Cette interrogation révèle les difficultés pratiques rencontrées par les praticiens face à la réforme du statut de l'entrepreneur individuel, entrée en vigueur le 15 mai 2022. En effet, le nouveau régime établit une distinction claire entre patrimoine professionnel et patrimoine personnel de l'entrepreneur individuel, avec des conséquences directes sur les droits des créanciers et les modalités de recouvrement.

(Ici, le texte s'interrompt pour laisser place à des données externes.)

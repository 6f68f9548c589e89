//! Batch certificate generation

use std::io::{Cursor, Write};
use std::path::Path;

use uuid::Uuid;
use zip::write::SimpleFileOptions;
use zip::ZipWriter;

use crate::compose::Compositor;
use crate::placement::CertificateRequest;
use crate::{CertError, Result};

/// Generate one certificate per row and package them into a zip archive
///
/// The template is read once and shared read-only by every row. The first
/// failing row aborts the whole batch; no partial archive is returned.
///
/// # Arguments
/// * `rows` - One request per certificate
/// * `compositor` - Shared registry and positions
/// * `template` - Path to the template PDF
///
/// # Returns
/// The zip archive as bytes, one `certificate_<uuid>.pdf` entry per row
pub fn generate_batch<P: AsRef<Path>>(
    rows: &[CertificateRequest],
    compositor: &Compositor<'_>,
    template: P,
) -> Result<Vec<u8>> {
    let template = template.as_ref();
    let template_bytes = std::fs::read(template)
        .map_err(|_| CertError::AssetNotFound(template.display().to_string()))?;

    let mut zip_data = Vec::new();
    {
        let mut zip = ZipWriter::new(Cursor::new(&mut zip_data));
        let options = SimpleFileOptions::default().unix_permissions(0o644);

        for (row, request) in rows.iter().enumerate() {
            let pdf = compositor
                .compose_from_bytes(&template_bytes, request)
                .map_err(|e| CertError::BatchRow {
                    row,
                    source: Box::new(e),
                })?;

            // Random entry names cannot collide across rows or batches
            let entry_name = format!("certificate_{}.pdf", Uuid::new_v4());
            zip.start_file(entry_name, options)?;
            zip.write_all(&pdf)?;
        }

        zip.finish()?;
    }

    tracing::debug!(rows = rows.len(), "batch archive assembled");
    Ok(zip_data)
}
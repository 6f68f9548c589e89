//! Certificate composition - positioned text over a PDF template
//!
//! This crate provides:
//! - Font registry with aliasing and a universal fallback
//! - Reference-canvas to PDF page coordinate mapping
//! - Field placement storage (JSON, editor wire format)
//! - Single certificate composition
//! - Batch generation into a zip archive
//!
//! # Example
//!
//! ```ignore
//! use certificate::{
//!     load_or_default, CertificateRequest, Compositor, Config, FontRegistry, JsonFileStore,
//! };
//!
//! let config = Config::from_env();
//! let registry = FontRegistry::load(&config.font_dir);
//! let store = JsonFileStore::new(&config.positions_path);
//! let positions = load_or_default(&store)?;
//!
//! let compositor = Compositor::new(&registry, &positions);
//! let request = CertificateRequest {
//!     user_name: "Jane Doe".to_string(),
//!     certificate_id: "CERT-0042".to_string(),
//!     course_duration: "40 hours".to_string(),
//! };
//! let pdf_bytes = compositor.compose(config.template_pdf_path(), &request)?;
//! ```

pub mod batch;
pub mod compose;
pub mod config;
pub mod coords;
pub mod placement;
pub mod registry;
pub mod store;

pub use batch::generate_batch;
pub use compose::Compositor;
pub use config::Config;
pub use coords::map_to_page;
pub use placement::{CertField, CertificateRequest, Placement, PositionSet};
pub use registry::{FontHandle, FontRegistry, ResolvedFont};
pub use store::{load_or_default, save_positions, JsonFileStore, MemoryStore, PositionStore};

use thiserror::Error;

/// Errors that can occur during certificate generation
#[derive(Debug, Error)]
pub enum CertError {
    #[error("Asset not found: {0}")]
    AssetNotFound(String),

    #[error("Invalid placement: {0}")]
    InvalidPlacement(String),

    #[error("Font not available: {0}")]
    FontResolution(String),

    #[error("Batch row {row} failed: {source}")]
    BatchRow {
        row: usize,
        #[source]
        source: Box<CertError>,
    },

    #[error("PDF error: {0}")]
    Pdf(#[from] pdf_core::PdfError),

    #[error("JSON error: {0}")]
    Json(#[from] serde_json::Error),

    #[error("IO error: {0}")]
    Io(#[from] std::io::Error),

    #[error("Zip error: {0}")]
    Zip(#[from] zip::result::ZipError),
}

/// Result type for certificate operations
pub type Result<T> = std::result::Result<T, CertError>;
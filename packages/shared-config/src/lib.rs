//! Shared configuration types for catalog services
//!
//! This crate provides the configuration pieces every catalog process needs
//! (environment mode, database settings, env parsing helpers) so the API
//! binary and any future tooling read them the same way.

mod database;
mod error;

pub use database::DatabaseConfig;
pub use error::{ConfigError, ConfigResult};

use std::env;

/// Common configuration shared between all services
#[derive(Debug, Clone)]
pub struct CommonConfig {
    /// Database configuration
    pub database: DatabaseConfig,

    /// Environment mode (development, staging, production)
    pub environment: Environment,

    /// Log level (from RUST_LOG or LOG_LEVEL)
    pub log_level: String,
}

/// Application environment mode
#[derive(Debug, Clone, Copy, PartialEq, Eq, Default)]
pub enum Environment {
    #[default]
    Development,
    Staging,
    Production,
}

impl std::str::FromStr for Environment {
    type Err = std::convert::Infallible;

    fn from_str(s: &str) -> Result<Self, Self::Err> {
        Ok(match s.to_lowercase().as_str() {
            "production" | "prod" => Self::Production,
            "staging" | "stage" => Self::Staging,
            _ => Self::Development,
        })
    }
}

impl Environment {
    /// Read the mode from `ENVIRONMENT`, defaulting to development
    pub fn from_env() -> Self {
        env::var("ENVIRONMENT")
            .unwrap_or_else(|_| "development".to_string())
            .parse()
            .unwrap_or_default()
    }

    /// Check if this is a production environment
    pub fn is_production(&self) -> bool {
        matches!(self, Self::Production)
    }

    /// Check if this is a development environment
    pub fn is_development(&self) -> bool {
        matches!(self, Self::Development)
    }
}

impl std::fmt::Display for Environment {
    fn fmt(&self, f: &mut std::fmt::Formatter<'_>) -> std::fmt::Result {
        match self {
            Self::Development => write!(f, "development"),
            Self::Staging => write!(f, "staging"),
            Self::Production => write!(f, "production"),
        }
    }
}

impl CommonConfig {
    /// Load common configuration from environment variables
    pub fn from_env() -> ConfigResult<Self> {
        Ok(Self {
            database: DatabaseConfig::from_env()?,
            environment: Environment::from_env(),
            log_level: env::var("RUST_LOG")
                .or_else(|_| env::var("LOG_LEVEL"))
                .unwrap_or_else(|_| "info".to_string()),
        })
    }
}

/// Helper function to get a required environment variable
pub fn get_required_env(name: &str) -> ConfigResult<String> {
    env::var(name).map_err(|_| ConfigError::MissingEnvVar(name.to_string()))
}

/// Helper function to get an optional environment variable with a default
pub fn get_env_or_default(name: &str, default: &str) -> String {
    env::var(name).unwrap_or_else(|_| default.to_string())
}

/// Helper function to parse an environment variable into a specific type
pub fn parse_env<T>(name: &str, default: T) -> ConfigResult<T>
where
    T: std::str::FromStr,
    T::Err: std::fmt::Display,
{
    match env::var(name) {
        Ok(val) => val
            .parse()
            .map_err(|e| ConfigError::InvalidValue(name.to_string(), format!("{}", e))),
        Err(_) => Ok(default),
    }
}

#[cfg(test)]
mod tests {
    use super::*;

    #[test]
    fn test_environment_parsing() {
        assert_eq!(
            "production".parse::<Environment>().unwrap(),
            Environment::Production
        );
        assert_eq!(
            "prod".parse::<Environment>().unwrap(),
            Environment::Production
        );
        assert_eq!(
            "stage".parse::<Environment>().unwrap(),
            Environment::Staging
        );
        assert_eq!(
            "anything".parse::<Environment>().unwrap(),
            Environment::Development
        );
    }

    #[test]
    fn test_environment_display() {
        assert_eq!(format!("{}", Environment::Production), "production");
        assert_eq!(format!("{}", Environment::Staging), "staging");
        assert_eq!(format!("{}", Environment::Development), "development");
    }

    #[test]
    fn test_environment_from_env() {
        temp_env::with_var("ENVIRONMENT", Some("PROD"), || {
            assert!(Environment::from_env().is_production());
        });
        temp_env::with_var_unset("ENVIRONMENT", || {
            assert!(Environment::from_env().is_development());
        });
    }

    #[test]
    fn test_required_env_missing() {
        temp_env::with_var_unset("CATALOG_TEST_REQUIRED", || {
            let err = get_required_env("CATALOG_TEST_REQUIRED").unwrap_err();
            assert!(err.to_string().contains("CATALOG_TEST_REQUIRED"));
        });
    }

    #[test]
    fn test_parse_env_invalid_value() {
        temp_env::with_var("CATALOG_TEST_NUMBER", Some("ten"), || {
            let result: ConfigResult<u32> = parse_env("CATALOG_TEST_NUMBER", 10);
            assert!(matches!(result, Err(ConfigError::InvalidValue(name, _)) if name == "CATALOG_TEST_NUMBER"));
        });
        temp_env::with_var_unset("CATALOG_TEST_NUMBER", || {
            assert_eq!(parse_env("CATALOG_TEST_NUMBER", 10u32).unwrap(), 10);
        });
    }
}
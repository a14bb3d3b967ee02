//! User queries
//!
//! - me: the user the request's bearer token belongs to

use async_graphql::{Context, Object};

use crate::graphql::request_auth;
use crate::graphql::types::User;

/// User-related queries
#[derive(Default)]
pub struct UserQuery;

#[Object]
impl UserQuery {
    /// The authenticated user, or null for anonymous requests
    async fn me(&self, ctx: &Context<'_>) -> Option<User> {
        request_auth(ctx).current_user().cloned().map(User::from)
    }
}
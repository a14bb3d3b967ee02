//! Shared helpers for the Postgres repositories

use super::StoreError;
use crate::models::MIN_USERNAME_LENGTH;

/// SQL columns for author queries
pub const AUTHOR_COLUMNS: &str = "id, name, born, created_at, updated_at";

/// SQL columns for book queries
pub const BOOK_COLUMNS: &str = "id, title, published, author_id, genres, created_at";

/// SQL columns for user queries
pub const USER_COLUMNS: &str = "id, username, password_hash, favorite_genre, created_at";

/// Translate a driver error into the store taxonomy.
///
/// Unique violations become conflicts on the column named by the constraint
/// (`<table>_<column>_key`), check and foreign-key violations become
/// constraint errors.
pub fn classify(err: sqlx::Error) -> StoreError {
    match &err {
        sqlx::Error::PoolTimedOut | sqlx::Error::PoolClosed => StoreError::Unavailable,
        sqlx::Error::Database(db_err) if db_err.is_unique_violation() => {
            StoreError::conflict(conflict_field(db_err.constraint()))
        }
        sqlx::Error::Database(db_err) if db_err.is_check_violation() => {
            StoreError::Constraint(check_message(db_err.constraint()))
        }
        sqlx::Error::Database(db_err) if db_err.is_foreign_key_violation() => {
            StoreError::Constraint("referenced record does not exist".to_string())
        }
        _ => StoreError::Database(err),
    }
}

/// Column name encoded in a `<table>_<column>_key` constraint name
pub fn conflict_field(constraint: Option<&str>) -> String {
    constraint
        .and_then(|c| c.strip_suffix("_key"))
        .and_then(|c| c.split_once('_'))
        .map(|(_, column)| column.to_string())
        .unwrap_or_else(|| "value".to_string())
}

fn check_message(constraint: Option<&str>) -> String {
    match constraint {
        Some("users_username_length_check") => {
            format!("username must be at least {} characters", MIN_USERNAME_LENGTH)
        }
        Some("books_title_not_empty_check") => "title must not be empty".to_string(),
        Some("authors_name_not_empty_check") => "author name must not be empty".to_string(),
        Some(other) => format!("constraint {} violated", other),
        None => "constraint violated".to_string(),
    }
}
//! Request and response helpers for API integration tests

#![allow(dead_code)]

use axum::{
    body::Body,
    http::{header, Request},
    response::Response,
};
use serde_json::Value;

/// Build a `POST /graphql` request, optionally with an Authorization header
pub fn graphql_request(query: &str, variables: Value, authorization: Option<&str>) -> Request<Body> {
    let body = serde_json::json!({ "query": query, "variables": variables });
    let mut builder = Request::builder()
        .method("POST")
        .uri("/graphql")
        .header(header::CONTENT_TYPE, "application/json");
    if let Some(value) = authorization {
        builder = builder.header(header::AUTHORIZATION, value);
    }
    builder.body(Body::from(body.to_string())).unwrap()
}

/// Parse response body as JSON
pub async fn json_body(response: Response) -> Value {
    let body = axum::body::to_bytes(response.into_body(), usize::MAX)
        .await
        .unwrap();
    serde_json::from_slice(&body).unwrap()
}

/// Error code of the first GraphQL error, if any
pub fn first_error_code(response: &Value) -> Option<&str> {
    response["errors"][0]["extensions"]["code"].as_str()
}

/// Titles of an `allBooks` result, in order
pub fn titles(response: &Value) -> Vec<String> {
    response["data"]["allBooks"]
        .as_array()
        .map(|books| {
            books
                .iter()
                .filter_map(|b| b["title"].as_str().map(String::from))
                .collect()
        })
        .unwrap_or_default()
}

La solution de la Cour : irrecevabilité pour défaut d'incidence sur l'issue du litige

La Cour de cassation déclare la demande d'avis irrecevable en se fondant sur une analyse factuelle précise. Elle relève que "l'objet du litige porte sur un immeuble acquis en indivision par le débiteur, avant l'ouverture de la procédure de liquidation judiciaire". Cette circonstance s'avère déterminante pour la solution retenue.

La Haute juridiction rappelle un principe jurisprudentiel constant : "La licitation de cet immeuble, qui est une opération de liquidation partage de l'indivision, échappe aux règles applicables en matière de réalisation des actifs de la procédure collective". Elle cite à l'appui de cette affirmation une jurisprudence bien établie, notamment les arrêts des 2 juin 2015 (n° 12-29.405), 20 septembre 2017 (n° 16-14.295) et 14 mars 2018 (n° 16-27.302).

Dès lors, la question relative au "pouvoir du liquidateur de demander la vente de la résidence principale au juge-commissaire pour le compte des créanciers ayant pour gage le patrimoine personnel" devient sans objet1. La Cour en conclut logiquement que cette question "ne commande pas l'issue du litige et n'est pas recevable".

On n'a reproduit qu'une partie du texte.